Exercise directions >>
After counting the lines below that contain "scripts", reply with that number alone.

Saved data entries
//! Model scripts
//!
//! The `ltr` language compiles a stored model's JSON content into a
//! [`CompiledRanker`]. Binding it takes the query's `feature_vector`; each
//! evaluation scores the vector, layered under any per-document values the
//! segment carries.

use std::sync::Arc;

use super::{
    DocId, EvaluationContext, Evaluator, ExecutableUnit, LeafFactory, ScriptContext, ScriptEngine,
    ScriptParams, SegmentContext,
};
use crate::element::StoredModel;
use crate::error::{Error, Result};
use crate::ranker::{CompiledRanker, FeatureVector, RankerParserFactory};

pub const RANKER_LANG: &str = "ltr";

/// Store recorded on rankers compiled from inline script source. Store
/// names cannot start with `_`, so it never collides with a real store.
pub const INLINE_STORE: &str = "_script";

pub struct RankerScriptEngine {
    factory: Arc<RankerParserFactory>,
}

impl RankerScriptEngine {
    pub fn new(factory: Arc<RankerParserFactory>) -> Self {
        Self { factory }
    }
}

impl Default for RankerScriptEngine {
    fn default() -> Self {
        Self::new(Arc::new(RankerParserFactory::with_defaults()))
    }
}

impl ScriptEngine for RankerScriptEngine {
    fn lang(&self) -> &'static str {
        RANKER_LANG
    }

    fn compile(
        &self,
        _name: Option<&str>,
        source: &str,
        context: &ScriptContext,
    ) -> Result<Arc<dyn ExecutableUnit>> {
        if !context.is_scoring() {
            return Err(Error::UnsupportedOperation(format!(
                "{} scripts cannot be used for context [{}]",
                RANKER_LANG, context
            )));
        }
        let model: StoredModel = serde_json::from_str(source)
            .map_err(|e| Error::ParseError(format!("Malformed model script: {}", e)))?;
        model.verify()?;
        let compiled = self.factory.compile(INLINE_STORE, &model, 0)?;
        Ok(Arc::new(compiled))
    }
}

impl ExecutableUnit for CompiledRanker {
    fn bind(&self, params: ScriptParams) -> Result<Arc<dyn LeafFactory>> {
        let context = EvaluationContext::from_params(params)?;
        let query_vector = self.feature_vector(context.feature_vector());
        Ok(Arc::new(RankerLeafFactory {
            ranker: self.clone(),
            context: Arc::new(context),
            query_vector: Arc::new(query_vector),
        }))
    }
}

struct RankerLeafFactory {
    ranker: CompiledRanker,
    context: Arc<EvaluationContext>,
    query_vector: Arc<FeatureVector>,
}

impl LeafFactory for RankerLeafFactory {
    fn new_instance(&self, segment: &SegmentContext) -> Result<Box<dyn Evaluator>> {
        Ok(Box::new(RankerEvaluator {
            ranker: self.ranker.clone(),
            context: Arc::clone(&self.context),
            query_vector: Arc::clone(&self.query_vector),
            segment: segment.clone(),
        }))
    }

    fn needs_score(&self) -> bool {
        false
    }
}

struct RankerEvaluator {
    ranker: CompiledRanker,
    context: Arc<EvaluationContext>,
    query_vector: Arc<FeatureVector>,
    segment: SegmentContext,
}

impl Evaluator for RankerEvaluator {
    fn evaluate(&mut self, doc: DocId) -> Result<f64> {
        self.segment.check_doc(doc)?;
        let score = match self.segment.doc_features(doc) {
            Some(overrides) => {
                let vector = self
                    .ranker
                    .layered_feature_vector(Some(overrides), self.context.feature_vector());
                self.ranker.score(&vector)
            }
            None => self.ranker.score(&self.query_vector),
        };
        Ok(score)
    }
}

Output of the exercise >>
2